An innately happy and successful child is often largely the outcome of apt parenting methods used by the parent. Rebellious, defiant, problem children all point towards inefficient parenting.

“As parents, we should remember that our goal isn’t to help our children get good grades or gain admission into top universities. Instead, we should strive to recognise and develop their inborn talents because doing so promotes happiness and success,” Dr Albert advised.

Parenting labels

The science of psychology classifies parenting into four broad types, but layman’s terms are often used by experts and writers to better describe each style.

1) Authoritarian: These parents place high demands on their children, and do not often consider children’s viewpoints when setting down rules. They also punish their children every time rules are broken. This style is also often referred to as tiger parenting. In cases where parents involve themselves in all children’s affairs, it is called helicopter or lawn mower parenting. Children raised in this manner can be disciplined and obedient, but exhibit low self-esteem and internal happiness. They are also unable to deal with challenges later in life, or set and achieve goals for themselves.

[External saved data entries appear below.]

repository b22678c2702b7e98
use std::str::FromStr;
use tracing_subscriber::EnvFilter;

/// 日志输出格式
#[derive(Debug, Clone, Copy, Default, PartialEq, Eq)]
pub enum LogFormat {
    #[default]
    Text,
    Json,
}

impl FromStr for LogFormat {
    type Err = String;

    fn from_str(s: &str) -> Result<Self, Self::Err> {
        match s.trim().to_ascii_lowercase().as_str() {
            "text" | "pretty" => Ok(LogFormat::Text),
            "json" => Ok(LogFormat::Json),
            other => Err(format!("未知的日志格式 {}, 可选 text/json", other)),
        }
    }
}

/// 初始化日志,级别由 `RUST_LOG` 控制,默认 info
pub fn init_tracing(format: LogFormat) {
    let filter = EnvFilter::try_from_default_env().unwrap_or_else(|_| EnvFilter::new("info"));
    let builder = tracing_subscriber::fmt().with_env_filter(filter);
    match format {
        LogFormat::Text => builder.init(),
        LogFormat::Json => builder.json().init(),
    }
}

/// 等待 Ctrl-C 或 SIGTERM
pub async fn shutdown_signal() {
    let ctrl_c = async {
        if let Err(e) = tokio::signal::ctrl_c().await {
            tracing::error!("监听 Ctrl-C 失败: {}", e);
            std::future::pending::<()>().await;
        }
    };

    #[cfg(unix)]
    let terminate = async {
        match tokio::signal::unix::signal(tokio::signal::unix::SignalKind::terminate()) {
            Ok(mut signal) => {
                signal.recv().await;
            }
            Err(e) => {
                tracing::error!("监听 SIGTERM 失败: {}", e);
                std::future::pending::<()>().await;
            }
        }
    };

    #[cfg(not(unix))]
    let terminate = std::future::pending::<()>();

    tokio::select! {
        _ = ctrl_c => {},
        _ = terminate => {},
    }
    tracing::info!("收到退出信号");
}
use actix_web::{post, web};
use actix_web_httpauth::extractors::bearer::BearerAuth;

use crate::types::response::{ApiResponse, ApiResult};
use crate::types::token::TokenResponse;
use crate::utils::jwt::TokenIssuer;

#[post("/refresh")]
async fn refresh(
    auth: BearerAuth,
    issuer: web::Data<TokenIssuer>,
) -> ApiResult<TokenResponse> {
    // Rotation: the presented token is revoked inside refresh(), so exactly
    // one of (old, new) is live once this returns.
    let token = issuer.refresh(auth.token())?;
    Ok(ApiResponse::Ok(TokenResponse::bearer(token, issuer.ttl_secs())))
}
use std::sync::Arc;

use actix_web::{post, web};

use crate::db::postgres_service::PostgresService;
use crate::types::error::AppError;
use crate::types::response::{ApiResponse, ApiResult};
use crate::types::token::TokenResponse;
use crate::types::user::LoginRequest;
use crate::utils::{jwt::TokenIssuer, password};

#[post("/login")]
async fn login(
    db: web::Data<Arc<PostgresService>>,
    issuer: web::Data<TokenIssuer>,
    body: web::Json<LoginRequest>,
) -> ApiResult<TokenResponse> {
    // Unknown email and wrong password collapse into the same 401 so the
    // endpoint cannot be used to enumerate accounts. Anything else from the
    // store is an infrastructure failure and surfaces as such.
    let user = match db.get_user_by_email(&body.email).await {
        Ok(user) => user,
        Err(AppError::NotFound) => return Err(AppError::Unauthorized),
        Err(e) => return Err(e),
    };

    let ok = password::verify(&body.password, &user.password_hash)
        .map_err(|e| AppError::Internal(format!("stored hash unreadable: {e}")))?;
    if !ok {
        return Err(AppError::Unauthorized);
    }

    let token = issuer.issue(user.id)?;
    Ok(ApiResponse::Ok(TokenResponse::bearer(token, issuer.ttl_secs())))
}
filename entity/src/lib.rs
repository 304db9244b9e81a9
pub mod user;
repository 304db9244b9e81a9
use std::sync::Arc;

use actix_web::{post, web};
use validator::Validate;

use crate::db::postgres_service::PostgresService;
use crate::events::{self, UserRegistered};
use crate::types::error::{AppError, FieldErrors};
use crate::types::response::{ApiResponse, ApiResult};
use crate::types::user::{DBUserCreate, RegisterRequest, UserResource};
use crate::utils::{password, validate::field_messages};

const EMAIL_TAKEN: &str = "email has already been taken";

#[post("/register")]
async fn register(
    db: web::Data<Arc<PostgresService>>,
    body: web::Json<RegisterRequest>,
) -> ApiResult<UserResource> {
    let mut errors = match body.validate() {
        Ok(()) => FieldErrors::new(),
        Err(e) => field_messages(&e),
    };

    // Uniqueness is a store concern; report it through the same field map.
    if let Some(email) = &body.email {
        if !errors.contains_key("email") && db.user_exists_by_email(email).await? {
            errors.insert("email".to_string(), vec![EMAIL_TAKEN.to_string()]);
        }
    }

    if !errors.is_empty() {
        return Err(AppError::Validation(errors));
    }

    // validate() guarantees all three are present past this point
    let name = body.name.clone().unwrap_or_default();
    let email = body.email.clone().unwrap_or_default();
    let password = body.password.clone().unwrap_or_default();

    let password_hash = password::hash(&password)
        .map_err(|e| AppError::Internal(format!("password hashing failed: {e}")))?;

    let user = match db
        .create_user(DBUserCreate { name, email, password_hash })
        .await
    {
        Ok(user) => user,
        // Lost a concurrent race on the unique index: same outcome as the
        // pre-check, one success and one validation failure.
        Err(AppError::AlreadyExists) => {
            let mut errors = FieldErrors::new();
            errors.insert("email".to_string(), vec![EMAIL_TAKEN.to_string()]);
            return Err(AppError::Validation(errors));
        }
        Err(e) => return Err(e),
    };

    let resource = UserResource::from(&user);
    events::dispatch(UserRegistered { user }).await;

    Ok(ApiResponse::Ok(resource))
}
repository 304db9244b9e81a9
//! Post-registration side effects.
//!
//! One event, one listener, dispatched inline before the registration
//! response is written. The listener's outcome is deliberately invisible to
//! the registering client.

pub mod greeting;

use entity::user::Model as UserModel;

/// Fired once per successfully persisted user.
pub struct UserRegistered {
    pub user: UserModel,
}

pub async fn dispatch(event: UserRegistered) {
    greeting::on_user_registered(&event).await;
}
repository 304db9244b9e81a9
use std::time::{Duration, Instant};

use reqwest::{Client, ClientBuilder};

use crate::config::config;
use crate::types::mail::SendEmail;

/// Deliver one email through the Resend HTTP API.
///
/// Best effort by contract: callers on the registration path log the error
/// and move on, they never fail the request over it.
pub async fn send_email(email: SendEmail) -> Result<String, String> {
    let mail_cfg = &config().mail;

    let payload = serde_json::to_string(&email)
        .map_err(|e| format!("serialize email failed: {e}"))?;

    let client: Client = ClientBuilder::new()
        .user_agent("mailgreet/1.0 (+reqwest)")
        .timeout(Duration::from_secs(30))
        .build()
        .map_err(|e| format!("build client failed: {e}"))?;

    log::debug!("mail -> POST {} ({} bytes)", mail_cfg.endpoint, payload.len());

    let t0 = Instant::now();
    let res = client
        .post(&mail_cfg.endpoint)
        .bearer_auth(&mail_cfg.api_key) // do NOT log the key
        .header("Content-Type", "application/json")
        .body(payload)
        .send()
        .await
        .map_err(|e| format!("send failed: {e}"))?;

    let status = res.status();
    let body = res.text().await.map_err(|e| format!("read body failed: {e}"))?;
    log::debug!("mail <- {status} in {} ms", t0.elapsed().as_millis());

    if status.is_success() {
        Ok(body)
    } else {
        Err(format!("Resend API error: HTTP {status}: {body}"))
    }
}
pub use sea_orm_migration::prelude::*;

mod m20220101_000001_create_user_table;

pub struct Migrator;

#[async_trait::async_trait]
impl MigratorTrait for Migrator {
    fn migrations() -> Vec<Box<dyn MigrationTrait>> {
        vec![Box::new(m20220101_000001_create_user_table::Migration)]
    }
}
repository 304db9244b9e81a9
pub mod error;
pub mod mail;
pub mod response;
pub mod token;
pub mod user;
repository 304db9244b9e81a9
use actix_web::web;
use actix_web_httpauth::middleware::HttpAuthentication;

use crate::utils::webutils::validate_token;

pub mod auth;
pub mod health;

pub fn configure_routes(cfg: &mut web::ServiceConfig) {
    let bearer = HttpAuthentication::bearer(validate_token);

    cfg.service(web::scope("/health").service(health::health));
    cfg.service(
        web::scope("/api/auth")
            .service(auth::register::register)
            .service(auth::login::login)
            .service(
                web::scope("")
                    .wrap(bearer)
                    .service(auth::me::me)
                    .service(auth::logout::logout)
                    .service(auth::refresh::refresh),
            ),
    );
}
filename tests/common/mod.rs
use std::sync::Arc;

use actix_web::web;
use mailgreet::config::{EnvConfig, JwtConfig, MailConfig, CONFIG};
use mailgreet::db::postgres_service::PostgresService;
use mailgreet::utils::jwt::TokenIssuer;

pub mod client;

#[allow(dead_code)]
pub const TEST_TTL_SECS: i64 = 3600;

pub struct TestContext {
    pub db: Arc<PostgresService>,
    pub issuer: web::Data<TokenIssuer>,
}

impl TestContext {
    /// Default context: the mail endpoint is a dead port on purpose, so
    /// every send attempt fails — exactly what the contained-failure
    /// contract has to survive.
    #[allow(dead_code)]
    pub async fn new() -> TestContext {
        Self::with_mail_endpoint("http://127.0.0.1:9").await
    }

    /// Same context with mail delivery pointed somewhere specific. CONFIG is
    /// process-wide and set once, so a test binary commits to one endpoint.
    #[allow(dead_code)]
    pub async fn with_mail_endpoint(endpoint: &str) -> TestContext {
        init_test_config(endpoint);

        let db = Arc::new(
            PostgresService::new("sqlite::memory:")
                .await
                .expect("Failed to initialize test database"),
        );
        let issuer = web::Data::new(TokenIssuer::new("test-secret", TEST_TTL_SECS));

        TestContext { db, issuer }
    }
}

fn init_test_config(mail_endpoint: &str) {
    let _ = CONFIG.set(EnvConfig {
        port: 8080,
        db_url: "unused".to_string(),
        jwt: JwtConfig {
            secret: "test-secret".to_string(),
            ttl_secs: TEST_TTL_SECS,
        },
        mail: MailConfig {
            api_key: "test".to_string(),
            endpoint: mail_endpoint.to_string(),
            from: "greetings@test.local".to_string(),
        },
    });
}

// Test data helpers
pub mod test_data {
    use serde_json::{json, Value};

    pub fn sample_register() -> Value {
        json!({
            "name": "Test User",
            "email": "test@example.com",
            "password": "hunter2"
        })
    }

    #[allow(dead_code)]
    pub fn register_with_email(email: &str) -> Value {
        json!({
            "name": "Test User",
            "email": email,
            "password": "hunter2"
        })
    }

    #[allow(dead_code)]
    pub fn login(email: &str, password: &str) -> Value {
        json!({ "email": email, "password": password })
    }
}
use std::collections::HashMap;

use actix_web::{http::StatusCode, HttpResponse, ResponseError};
use sea_orm::DbErr;
use serde::Serialize;
use thiserror::Error;

/// Field name -> list of human-readable rule failures.
pub type FieldErrors = HashMap<String, Vec<String>>;

#[derive(Debug, Error)]
pub enum AppError {
    // standard web stuffs
    #[error("validation failed")]
    Validation(FieldErrors),
    #[error("already exists")]
    AlreadyExists,
    #[error("not found")]
    NotFound,
    #[error("unauthorized")]
    Unauthorized,

    // infra things
    #[error(transparent)]
    Db(DbErr),
    #[error("internal error: {0}")]
    Internal(String),
}

impl From<DbErr> for AppError {
    fn from(e: DbErr) -> Self {
        AppError::from_db(e)
    }
}

#[derive(Serialize)]
struct ErrorBody<'a> {
    error: &'a str,
}

#[derive(Serialize)]
struct ValidationBody<'a> {
    success: bool,
    error: &'a FieldErrors,
}

impl AppError {
    fn kind(&self) -> &'static str {
        match self {
            Self::Validation(_) => "VALIDATION_ERROR",
            Self::AlreadyExists => "ALREADY_EXISTS",
            Self::NotFound => "NOT_FOUND",
            Self::Unauthorized => "Unauthorized",
            Self::Db(_) => "DB_ERROR",
            Self::Internal(_) => "INTERNAL_ERROR",
        }
    }

    fn from_db(err: DbErr) -> Self {
        match &err {
            DbErr::RecordNotFound(_) => AppError::NotFound,
            _ => AppError::Db(err),
        }
    }
}

impl ResponseError for AppError {
    fn status_code(&self) -> StatusCode {
        match self {
            Self::Validation(_) => StatusCode::BAD_REQUEST,
            Self::AlreadyExists => StatusCode::CONFLICT,
            Self::NotFound => StatusCode::NOT_FOUND,
            Self::Unauthorized => StatusCode::UNAUTHORIZED,
            Self::Db(_) | Self::Internal(_) => StatusCode::INTERNAL_SERVER_ERROR,
        }
    }

    fn error_response(&self) -> HttpResponse {
        match self {
            Self::Validation(fields) => HttpResponse::build(self.status_code())
                .json(ValidationBody { success: false, error: fields }),
            _ => HttpResponse::build(self.status_code())
                .json(ErrorBody { error: self.kind() }),
        }
    }
}
use std::collections::HashMap;
use std::sync::RwLock;

use chrono::Utc;
use jsonwebtoken::{decode, encode, Algorithm, DecodingKey, EncodingKey, Header, Validation};
use uuid::Uuid;

use crate::types::error::AppError;
use crate::types::token::Claims;

/// Issues, verifies and revokes HS256 bearer tokens.
///
/// Revocation is an in-memory `jti -> exp` map. Entries whose tokens have
/// expired on their own are pruned on every revoke, so the map is bounded by
/// the number of live tokens.
pub struct TokenIssuer {
    encoding: EncodingKey,
    decoding: DecodingKey,
    ttl_secs: i64,
    revoked: RwLock<HashMap<String, i64>>,
}

impl TokenIssuer {
    pub fn new(secret: &str, ttl_secs: i64) -> Self {
        TokenIssuer {
            encoding: EncodingKey::from_secret(secret.as_bytes()),
            decoding: DecodingKey::from_secret(secret.as_bytes()),
            ttl_secs,
            revoked: RwLock::new(HashMap::new()),
        }
    }

    pub fn ttl_secs(&self) -> i64 {
        self.ttl_secs
    }

    /// Mint a fresh token for a user.
    pub fn issue(&self, user_id: Uuid) -> Result<String, AppError> {
        let now = Utc::now().timestamp();
        let claims = Claims {
            sub: user_id,
            jti: Uuid::new_v4().to_string(),
            iat: now,
            exp: now + self.ttl_secs,
        };
        encode(&Header::new(Algorithm::HS256), &claims, &self.encoding)
            .map_err(|e| AppError::Internal(format!("token signing failed: {e}")))
    }

    /// Decode and check a presented token: signature, expiry (no leeway),
    /// then the revocation list.
    pub fn verify(&self, token: &str) -> Result<Claims, AppError> {
        let mut validation = Validation::new(Algorithm::HS256);
        validation.leeway = 0;

        let data = decode::<Claims>(token, &self.decoding, &validation)
            .map_err(|_| AppError::Unauthorized)?;

        if self.is_revoked(&data.claims.jti) {
            return Err(AppError::Unauthorized);
        }
        Ok(data.claims)
    }

    /// Blacklist a token until its natural expiry. Idempotent.
    pub fn revoke(&self, claims: &Claims) {
        let now = Utc::now().timestamp();
        let mut revoked = self.revoked.write().unwrap();
        revoked.retain(|_, exp| *exp > now);
        revoked.insert(claims.jti.clone(), claims.exp);
    }

    /// Exchange a live token for a new one. The old token is revoked before
    /// the new one is returned, so at most one of the pair is ever live.
    pub fn refresh(&self, token: &str) -> Result<String, AppError> {
        let claims = self.verify(token)?;
        self.revoke(&claims);
        self.issue(claims.sub)
    }

    fn is_revoked(&self, jti: &str) -> bool {
        self.revoked.read().unwrap().contains_key(jti)
    }
}
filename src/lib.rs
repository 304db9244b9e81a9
pub mod config;
pub mod db;
pub mod events;
pub mod routes;
pub mod types;
pub mod utils;
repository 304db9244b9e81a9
use sea_orm::entity::prelude::*;
use serde::{Deserialize, Serialize};

#[derive(Debug, Clone, PartialEq, DeriveEntityModel, Serialize, Deserialize)]
#[sea_orm(table_name = "user")]
pub struct Model {
    #[sea_orm(primary_key)]
    pub id: Uuid,
    pub name: String,
    pub email: String,
    // One-way argon2 hash. Never serialized into a response.
    #[serde(skip_serializing)]
    pub password_hash: String,
    pub created_at: DateTimeUtc,
    pub updated_at: DateTimeUtc,
}

#[derive(Copy, Clone, Debug, EnumIter, DeriveRelation)]
pub enum Relation {}

impl ActiveModelBehavior for ActiveModel {}
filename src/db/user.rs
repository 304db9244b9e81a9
use chrono::Utc;
use entity::user::{ActiveModel as UserActive, Column, Entity as User, Model as UserModel};
use sea_orm::{
    ActiveModelTrait, ColumnTrait, DbErr, EntityTrait, PaginatorTrait, QueryFilter, Set, SqlErr,
};
use uuid::Uuid;

use crate::db::postgres_service::PostgresService;
use crate::types::{error::AppError, user::DBUserCreate};

impl PostgresService {
    pub async fn user_exists_by_email(&self, email: &str) -> Result<bool, AppError> {
        Ok(User::find()
            .filter(Column::Email.eq(email))
            .count(&self.db)
            .await?
            > 0)
    }

    pub async fn get_user_by_id(&self, id: &Uuid) -> Result<UserModel, AppError> {
        Ok(User::find_by_id(*id)
            .one(&self.db)
            .await?
            .ok_or_else(|| DbErr::RecordNotFound("User does not exist".into()))?)
    }

    pub async fn get_user_by_email(&self, email: &str) -> Result<UserModel, AppError> {
        Ok(User::find()
            .filter(Column::Email.eq(email))
            .one(&self.db)
            .await?
            .ok_or_else(|| DbErr::RecordNotFound("User does not exist".into()))?)
    }

    /// Signup: create user. The unique index on email decides duplicate
    /// races; a constraint violation comes back as `AlreadyExists`.
    pub async fn create_user(&self, payload: DBUserCreate) -> Result<UserModel, AppError> {
        let now = Utc::now();

        let inserted = UserActive {
            id: Set(Uuid::new_v4()),
            name: Set(payload.name),
            email: Set(payload.email),
            password_hash: Set(payload.password_hash),
            created_at: Set(now),
            updated_at: Set(now),
        }
        .insert(&self.db)
        .await
        .map_err(|e| match e.sql_err() {
            Some(SqlErr::UniqueConstraintViolation(_)) => AppError::AlreadyExists,
            _ => AppError::from(e),
        })?;

        Ok(inserted)
    }

    pub async fn count_users(&self) -> Result<u64, AppError> {
        Ok(User::find().count(&self.db).await?)
    }
}
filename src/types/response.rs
use crate::types::error::AppError;
use actix_web::{HttpResponse, Responder};
use serde::Serialize;

pub enum ApiResponse<T> {
    Ok(T),
    EmptyOk,
}

impl<T: Serialize> Responder for ApiResponse<T> {
    type Body = actix_web::body::BoxBody;
    fn respond_to(self, _: &actix_web::HttpRequest) -> HttpResponse {
        match self {
            ApiResponse::Ok(v) => HttpResponse::Ok().json(v),
            ApiResponse::EmptyOk => HttpResponse::Ok().finish(),
        }
    }
}

pub type ApiResult<T> = Result<ApiResponse<T>, AppError>;
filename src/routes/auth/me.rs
use std::sync::Arc;

use actix_web::{post, web, HttpMessage, HttpRequest};
use entity::user::Model as UserModel;

use crate::db::postgres_service::PostgresService;
use crate::types::error::AppError;
use crate::types::response::{ApiResponse, ApiResult};
use crate::types::token::Claims;

#[post("/me")]
async fn me(
    req: HttpRequest,
    db: web::Data<Arc<PostgresService>>,
) -> ApiResult<UserModel> {
    let claims = req
        .extensions()
        .get::<Claims>()
        .cloned()
        .ok_or(AppError::Unauthorized)?;

    // Read-through to the store, no caching.
    let user = db.get_user_by_id(&claims.sub).await?;
    Ok(ApiResponse::Ok(user))
}
use actix_web::{web, App, HttpServer};
use mailgreet::config::{EnvConfig, CONFIG};
use mailgreet::db::postgres_service::PostgresService;
use mailgreet::routes::configure_routes;
use mailgreet::utils::jwt::TokenIssuer;
use std::sync::Arc;

#[actix_web::main]
async fn main() -> std::io::Result<()> {
    env_logger::init();
    let config = EnvConfig::from_env();
    let addr = format!("0.0.0.0:{}", config.port);

    let postgres_service = Arc::new(
        PostgresService::new(&config.db_url)
            .await
            .expect("Failed to initialize PostgresService"),
    );

    let issuer = web::Data::new(TokenIssuer::new(&config.jwt.secret, config.jwt.ttl_secs));

    CONFIG.set(config).expect("Config already initialized");

    println!("Starting server on {}", addr);

    HttpServer::new(move || {
        App::new()
            .app_data(web::Data::new(Arc::clone(&postgres_service)))
            .app_data(issuer.clone())
            .configure(configure_routes)
    })
    .bind(addr)?
    .run()
    .await
}
use actix_web::get;
use serde::{Deserialize, Serialize};

use crate::types::response::{ApiResponse, ApiResult};

#[derive(Serialize, Deserialize)]
pub struct Response {}

#[get("")]
async fn health(_req: actix_web::HttpRequest) -> ApiResult<Response> {
    Ok(ApiResponse::EmptyOk)
}
use sea_orm_migration::prelude::*;

#[async_std::main]
async fn main() {
    cli::run_cli(migration::Migrator).await;
}
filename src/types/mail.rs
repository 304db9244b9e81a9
use serde::Serialize;

/// Resend send payload, cut down to what a greeting carries. Body variants
/// are optional on the wire; absent ones are left out of the JSON entirely.
#[derive(Debug, Serialize)]
pub struct SendEmail {
    pub from: String,
    pub to: Vec<String>,
    pub subject: String,
    #[serde(skip_serializing_if = "Option::is_none")]
    pub text: Option<String>,
    #[serde(skip_serializing_if = "Option::is_none")]
    pub html: Option<String>,
}

#[cfg(test)]
mod tests {
    use super::*;

    #[test]
    fn absent_body_variants_stay_off_the_wire() {
        let mail = SendEmail {
            from: "greetings@test.local".to_string(),
            to: vec!["kef@example.com".to_string()],
            subject: "Welcome aboard".to_string(),
            text: Some("hi".to_string()),
            html: None,
        };
        let value = serde_json::to_value(&mail).unwrap();
        assert_eq!(value["from"], "greetings@test.local");
        assert_eq!(value["to"][0], "kef@example.com");
        assert_eq!(value["text"], "hi");
        assert!(value.get("html").is_none());
    }
}
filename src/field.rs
//! Encoded 64-bit FARM fields.
//!
//! Every field of the log is one little-endian qword:
//!
//! | byte | meaning                                                       |
//! |------|---------------------------------------------------------------|
//! | 7    | status byte (bit 0 = supported, bit 1 = valid)                |
//! | 6    | encoding flags (bit 0 = percent delta factory, bit 1 = negative) |
//! | 0–5  | 48-bit payload                                                |

/// Status bit set when the device implements the field.
pub const STATUS_SUPPORTED: u8 = 0x01;
/// Status bit set when the payload currently holds a usable value.
pub const STATUS_VALID: u8 = 0x02;

/// Flag bit marking a delta-encoded float expressed as a percentage of the factory value.
pub const FLAG_PERCENT_DELTA: u8 = 0x01;
/// Flag bit marking a negative delta-encoded float.
pub const FLAG_NEGATIVE: u8 = 0x02;

const PAYLOAD_MASK: u64 = 0x0000_FFFF_FFFF_FFFF;
const SIGN_BIT_48: u64 = 1 << 47;
const SIGN_EXTENSION: u64 = 0xFFFF_0000_0000_0000;

/// Support and validity of a single field.
#[derive(Debug, Clone, Copy, Default, PartialEq, Eq)]
pub struct FieldStatus {
    pub supported: bool,
    pub valid: bool,
}

impl FieldStatus {
    pub fn from_byte(status: u8) -> Self {
        Self {
            supported: status & STATUS_SUPPORTED != 0,
            valid: status & STATUS_VALID != 0,
        }
    }

    /// Status of a field that is both supported and valid.
    pub fn present() -> Self {
        Self {
            supported: true,
            valid: true,
        }
    }

    pub fn is_usable(&self) -> bool {
        self.supported && self.valid
    }

    pub fn to_byte(self) -> u8 {
        let mut byte = 0;
        if self.supported {
            byte |= STATUS_SUPPORTED;
        }
        if self.valid {
            byte |= STATUS_VALID;
        }
        byte
    }
}

/// One decoded view of a raw qword, split once at read time.
#[derive(Debug, Clone, Copy, Default, PartialEq, Eq)]
pub struct EncodedField {
    status: FieldStatus,
    flags: u8,
    payload: u64,
}

impl EncodedField {
    pub fn from_raw(raw: u64) -> Self {
        Self {
            status: FieldStatus::from_byte((raw >> 56) as u8),
            flags: (raw >> 48) as u8,
            payload: raw & PAYLOAD_MASK,
        }
    }

    /// Build a field from its parts. Payload bits above 47 are discarded.
    pub fn from_parts(status: FieldStatus, flags: u8, payload: u64) -> Self {
        Self {
            status,
            flags,
            payload: payload & PAYLOAD_MASK,
        }
    }

    pub fn raw(&self) -> u64 {
        (u64::from(self.status.to_byte()) << 56) | (u64::from(self.flags) << 48) | self.payload
    }

    pub fn status(&self) -> FieldStatus {
        self.status
    }

    pub fn flags(&self) -> u8 {
        self.flags
    }

    /// The 48-bit payload with the status and flag bytes cleared.
    pub fn payload(&self) -> u64 {
        self.payload
    }

    /// The payload as a 48-bit two's complement value, sign-extended to 64 bits.
    pub fn signed_payload(&self) -> i64 {
        if self.payload & SIGN_BIT_48 != 0 {
            (self.payload | SIGN_EXTENSION) as i64
        } else {
            self.payload as i64
        }
    }

    /// Little-endian bytes of the low 32 bits of the payload.
    pub fn low_dword_bytes(&self) -> [u8; 4] {
        (self.payload as u32).to_le_bytes()
    }

    pub fn is_supported(&self) -> bool {
        self.status.supported
    }

    pub fn has_delta_encoding(&self) -> bool {
        self.flags & (FLAG_PERCENT_DELTA | FLAG_NEGATIVE) != 0
    }
}

#[cfg(test)]
mod tests {
    use super::*;

    #[test]
    fn test_status_and_payload_split() {
        let field = EncodedField::from_raw(0x0300_1234_5678_9ABC);
        assert_eq!(field.status(), FieldStatus::present());
        assert_eq!(field.flags(), 0x00);
        assert_eq!(field.payload(), 0x1234_5678_9ABC);
    }

    #[test]
    fn test_supported_but_invalid() {
        let field = EncodedField::from_raw(0x0100_0000_0000_0001);
        assert!(field.is_supported());
        assert!(!field.status().valid);
    }

    #[test]
    fn test_flag_byte_is_not_payload() {
        let field = EncodedField::from_raw(0x0302_0000_0000_0005);
        assert_eq!(field.flags(), FLAG_NEGATIVE);
        assert_eq!(field.payload(), 5);
        assert!(field.has_delta_encoding());
    }

    #[test]
    fn test_sign_extension_of_bit_47() {
        let field = EncodedField::from_parts(FieldStatus::present(), 0, 0x8000_0000_0000);
        assert_eq!(field.signed_payload(), -0x8000_0000_0000);
        assert_eq!(field.signed_payload() as u64, 0xFFFF_8000_0000_0000);

        let minus_one = EncodedField::from_parts(FieldStatus::present(), 0, 0xFFFF_FFFF_FFFF);
        assert_eq!(minus_one.signed_payload(), -1);

        let positive = EncodedField::from_parts(FieldStatus::present(), 0, 0x7FFF_FFFF_FFFF);
        assert_eq!(positive.signed_payload(), 0x7FFF_FFFF_FFFF);
    }

    #[test]
    fn test_raw_rebuild() {
        let raw = 0x0301_0000_C0DE_F00D;
        assert_eq!(EncodedField::from_raw(raw).raw(), raw);
    }

    #[test]
    fn test_unknown_status_bits_ignored() {
        let field = EncodedField::from_raw(0xFC00_0000_0000_0001);
        assert_eq!(field.status(), FieldStatus::default());
    }
}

2) Uninvolved: Under this style, parents fulfil their children’s basic needs, but are detached from their children’s lives. They leave decision-making to children, and may even neglect some of their requirements in extreme cases. Children reared under this free-range parenting style, another term for this kind of parenting. end up developing low self-esteem, become less competent than their peers and are often prone to neurotic disorders.

3) Permissive: This is a very common parenting style today, and is otherwise referred to as jellyfish parenting. Children receive too much autonomy at an early age, and little instruction. Discipline is rarely enforced. Children grow up unable to self-regulate and face difficulties with authority figures. They can also perform poorly, be afraid to explore and be unhappy.

4) Authoritative: Also known as dolphin parenting, this style incorporates children’s viewpoints into decision-making without compromising on discipline and limits. Scientific evidence suggests this is the style, not to be confused with authoritarian, is best suited to raise well-balanced children who think critically, set their own goals and are good at social interaction and collaboration.

Is your parenting style not working? Look out for the signs:

Parenting should be suited to children’s temperaments, as well as to varying situations. When the approach is not right, children display certain tell-tale signs that are essentially a call for help.

a) Phobic behaviours, including anxiety before exams and assessments.

b) Declines in academic performance.

c) Unexplained changes in appetite and sleep patterns.

d) Mood changes, including irritability.

e) Excessive somatic complaints for which there is no medical reason, including nausea, headaches, and abdominal pain.

f) Aggression, both verbal and physical.

g) An aversion to social interaction and situations.


A parent’s perspective

Nyarai Nemacha, Zimbabwe, Dubai resident

“I do not believe in any parenting style. Parenting also differs with cultures.

I conform to my own style of parenting that works for me and my children. I am flexible but firm with them, I am friendly but I am not friends with them because I need to be able to set rules and boundaries. Because of my background in Early Childhood Education, I am able to find the balance between flexible and firm.

“Parenting can be instinctive and a learned skill. A lot of what I do is subconsciously based on how I was raised - for example, I talked back to my parents so I expect the same from my children. But we knew when our mother was being firm.

“Two pieces of advice that really worked for me as a parent: 1) Have a proper sleeping routine for your child. 2) Don’t have too many choices for them in food. Both my children get a good night’s sleep and do well the next morning. I only cook one meal and we all eat that. If you do not want to eat, it’s okay. You will have to wait for the next meal.”